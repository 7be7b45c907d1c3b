//! Production [`Scaled`] implementation.

use async_trait::async_trait;
use tracing::{debug, info, warn};

use drover_scaler::Scaled;
use drover_spi::{
    FlavorPlugin, Health, InstanceDescription, InstanceId, InstancePlugin, InstanceSpec,
    SpiResult, Tags,
};

use crate::config::GroupConfig;
use crate::error::{GroupError, GroupResult};

/// One group, bound to its two plugins.
///
/// Translates the supervisor's group-level calls into plugin calls:
/// `list` enumerates by the group's membership tag, `create_one` runs
/// the flavor's prepare hook over the group's base spec before
/// provisioning, and `destroy` drains the member through the flavor
/// before terminating it.
pub struct ScaledGroup<I, F> {
    instances: I,
    flavor: F,
    config: GroupConfig,
    member_tags: Tags,
    member_filter: Tags,
}

impl<I: InstancePlugin, F: FlavorPlugin> ScaledGroup<I, F> {
    /// Bind a group definition to its plugins.
    pub fn new(instances: I, flavor: F, config: GroupConfig) -> GroupResult<Self> {
        let member_tags = config.member_tags()?;
        let member_filter = config.member_filter();
        Ok(Self {
            instances,
            flavor,
            config,
            member_tags,
            member_filter,
        })
    }

    /// The definition this group serves.
    pub fn config(&self) -> &GroupConfig {
        &self.config
    }

    /// Flavor health of one member.
    pub async fn health(&self, member: &InstanceDescription) -> SpiResult<Health> {
        self.flavor
            .healthy(&self.config.flavor_properties, member)
            .await
    }

    /// Provisioning spec for a new member before the flavor shapes it.
    fn base_spec(&self) -> InstanceSpec {
        InstanceSpec {
            properties: Some(self.config.instance_properties.clone()),
            tags: self.member_tags.clone(),
            init: String::new(),
            logical_id: None,
        }
    }

    /// Merge a partial spec over the base: overlay properties replace
    /// base properties wholesale, overlay tags win key by key, a
    /// non-empty overlay init replaces the base init, and an overlay
    /// logical id is adopted.
    fn merge_overlay(mut base: InstanceSpec, overlay: InstanceSpec) -> InstanceSpec {
        if overlay.properties.is_some() {
            base.properties = overlay.properties;
        }
        for (key, value) in overlay.tags {
            base.tags.insert(key, value);
        }
        if !overlay.init.is_empty() {
            base.init = overlay.init;
        }
        if overlay.logical_id.is_some() {
            base.logical_id = overlay.logical_id;
        }
        base
    }
}

#[async_trait]
impl<I: InstancePlugin, F: FlavorPlugin> Scaled for ScaledGroup<I, F> {
    async fn list(&self) -> SpiResult<Vec<InstanceDescription>> {
        self.instances.describe_instances(&self.member_filter).await
    }

    async fn create_one(&self, overlay: Option<InstanceSpec>) -> SpiResult<()> {
        let spec = match overlay {
            Some(overlay) => Self::merge_overlay(self.base_spec(), overlay),
            None => self.base_spec(),
        };

        let prepared = self
            .flavor
            .prepare(&self.config.flavor_properties, spec, &self.config.allocation)
            .await?;

        let id = self.instances.provision(prepared).await?;
        info!(group = %self.config.id, %id, "member provisioned");
        Ok(())
    }

    async fn destroy(&self, id: &InstanceId) -> SpiResult<()> {
        // Drain wants the full description, so look the member up first.
        match self.list().await {
            Ok(members) => match members.iter().find(|member| &member.id == id) {
                Some(member) => {
                    if let Err(e) = self
                        .flavor
                        .drain(&self.config.flavor_properties, member)
                        .await
                    {
                        // Drain is best effort; the destroy proceeds.
                        warn!(group = %self.config.id, %id, error = %e, "drain failed");
                    }
                }
                None => {
                    debug!(group = %self.config.id, %id, "member not found for drain");
                }
            },
            Err(e) => {
                warn!(group = %self.config.id, %id, error = %e, "could not look up member for drain");
            }
        }

        self.instances.destroy(id).await?;
        info!(group = %self.config.id, %id, "member destroyed");
        Ok(())
    }
}

/// Check a group definition against both plugins before anything runs.
///
/// Verifies interface compatibility first, then lets each plugin vet the
/// properties document meant for it.
pub async fn validate_group<I, F>(
    config: &GroupConfig,
    instances: &I,
    flavor: &F,
) -> GroupResult<()>
where
    I: InstancePlugin,
    F: FlavorPlugin,
{
    let offered = instances.interface_id();
    let required = drover_spi::instance::interface_id();
    if !offered.satisfies(&required) {
        return Err(GroupError::IncompatibleInterface { offered, required });
    }

    let offered = flavor.interface_id();
    let required = drover_spi::flavor::interface_id();
    if !offered.satisfies(&required) {
        return Err(GroupError::IncompatibleInterface { offered, required });
    }

    instances.validate(&config.instance_properties).await?;
    flavor
        .validate(&config.flavor_properties, &config.allocation)
        .await?;
    Ok(())
}
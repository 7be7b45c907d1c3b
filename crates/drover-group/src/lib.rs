//! drover-group — composes plugins into a group the supervisors can
//! drive.
//!
//! A group is defined by a [`GroupConfig`]: an identifier, an allocation
//! (fixed size or pinned identities), and one opaque properties document
//! per plugin. [`ScaledGroup`] turns that definition plus an instance
//! plugin and a flavor plugin into the [`Scaled`](drover_scaler::Scaled)
//! contract:
//!
//! - `list` enumerates the backend by the group's membership tag,
//! - `create_one` runs the flavor's prepare hook over the group's base
//!   spec before provisioning,
//! - `destroy` drains the member through the flavor first, best effort.
//!
//! Members are tagged with the group id and a hash of the configuration
//! that produced them, so reconfigured groups can tell current members
//! from stale ones.

pub mod config;
pub mod error;
pub mod scaled;

pub use config::{GroupConfig, CONFIG_TAG, GROUP_TAG};
pub use error::{GroupError, GroupResult};
pub use scaled::{validate_group, ScaledGroup};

- **Problem details**
When the string "None" appears in a line of the records above, that line is to be copied.

- **Response area**
            logical_id: None,
            None => self.base_spec(),
                None => {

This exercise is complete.